Babatope Abisola Esther, Ibirongbe Demilade Olusola, Adewumi Idowu Peter, Ajisafe Damola Olanipekun, Fadipe Oluwafunbi Ajoke, Popoola Gbenga Omotade, Adepoju Kayode Olayiwola, Okunlola Oluyemi Adewole
Department of Health Information Management, Faculty of Allied Health Sciences, University of Medical Sciences Ondo, Ondo, Ondo State, Nigeria.
Department of Community Medicine, Faculty of Basic Medical Sciences, University of Medical Sciences, Ondo, Ondo State, Nigeria.
BMC Public Health. 2025 Aug 12;25(1):2744. doi: 10.1186/s12889-025-24123-y.
BACKGROUND/AIM: Intimate partner violence has a significant impact on people as individuals, as families, and as communities. The ripple effects extend beyond the immediate victims, straining healthcare systems, stifling economic productivity, and hindering social progress. The study aims to present the spatial distribution of intimate partner violence prevalence, identify socio-demographic and contextual predictors, and establish associations with public health indicators.
This is a secondary data analysis, using a nationally representative demographic and health survey (DHS) conducted in Nigeria. A two-stage stratified random sampling was employed in the standard DHS survey and 10,678 women of childbearing age were randomly selected for the intimate partner violence module. A Research Proforma of the selected variables from DHS was used to extract the data required for the study. Descriptive and inferential analyses were carried out on the data using Microsoft Excel dashboards, spatial map and random-intercept logistic regression.
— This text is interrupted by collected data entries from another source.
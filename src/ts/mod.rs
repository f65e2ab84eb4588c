// SPDX-License-Identifier: Apache-2.0
//
// Licensed under the Apache License, Version 2.0 (the "License");
// you may not use this file except in compliance with the License.
// You may obtain a copy of the License at
//
// 	http://www.apache.org/licenses/LICENSE-2.0
//
// Unless required by applicable law or agreed to in writing, software
// distributed under the License is distributed on an "AS IS" BASIS,
// WITHOUT WARRANTIES OR CONDITIONS OF ANY KIND, either express or implied.
// See the License for the specific language governing permissions and
// limitations under the License.

//! L3: the time-series overlay layer (spec §4.3-§4.6) - cells, cursors,
//! paths, and the modification-bubbling algorithm built on top of the
//! type-erased value layer in [`crate::value`].

pub mod cell;
pub mod meta;
pub mod overlay;
pub mod path;
pub mod view;
pub mod view_mut;

pub use cell::{new_cell, new_signal_cell, TsCellHandle, TsCellInner, TsValue};
pub use meta::TsKind;
pub use overlay::Overlay;
pub use path::{LightweightPath, PathStep, StoredPath, StoredStep};
pub use view::TSView;
pub use view_mut::TSViewMut;
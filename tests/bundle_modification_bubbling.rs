//! Scenario 1: a write to one bundle field stamps the field, the bundle
//! itself, and records exactly that field's slot in the tick's delta set -
//! while a sibling field that wasn't touched reports unmodified.

use pretty_assertions::assert_eq;
use ts_core::ts::{new_cell, TsCellHandle};
use ts_core::typemeta::{builtin, register_bundle};
use ts_core::Value;

#[test]
fn price_write_bubbles_without_touching_qty() {
    let schema = register_bundle(
        "Quote",
        vec![("price", builtin::f64_type()), ("qty", builtin::i64_type())],
    );
    let cell = new_cell(&schema, 0);
    {
        let mut guard = cell.write_at(0).unwrap();
        let mut cursor = guard.cursor();
        cursor.set_field("price", Some(Value::from_f64(1.0))).unwrap();
        cursor.set_field("qty", Some(Value::from_i64(10))).unwrap();
    }
    {
        let mut guard = cell.write_at(100).unwrap();
        let mut cursor = guard.cursor();
        cursor.set_field("price", Some(Value::from_f64(1.25))).unwrap();
    }

    let guard = cell.read_at(100);
    let bundle = guard.cursor();
    assert!(bundle.modified());
    assert!(bundle.field("price").unwrap().modified());
    assert!(!bundle.field("qty").unwrap().modified());
    assert_eq!(bundle.modified_fields(), &[0]);
}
The study found the prevalence of intimate partner violence across the country to be 33.9%. Region and place of residence had significant association with intimate partner violence (p < 0.05). The multivariate analysis identified ethnicity difference of couple (OR = 1.23, 95% CI: 1.03-1.48), age (OR = 1.02, 95% CI: 1.01-1.03), sex of household head (OR = 2.19, 95% CI: 1.22-3.94), jealousy (OR = 1.67, 95%, CI: 1.50-1.86), family history of intimate partner violence (OR = 2.79, 95% CI: 2.29-3.40), and alcohol consumption (OR = 3.01, 95% CI 2.54-3.58) among other factors as the socio-demographic and contextual factors influencing intimate partner violence. Intimate partner violence also had a significant association with mental health, physical health, and sexual health. The spatial analysis done on the prevalence of intimate partner violence found a variation in the occurrence of intimate partner violence across the States of the country, while the probability of intimate partner violence obtained from the model ranges from 0.24 to 0.85.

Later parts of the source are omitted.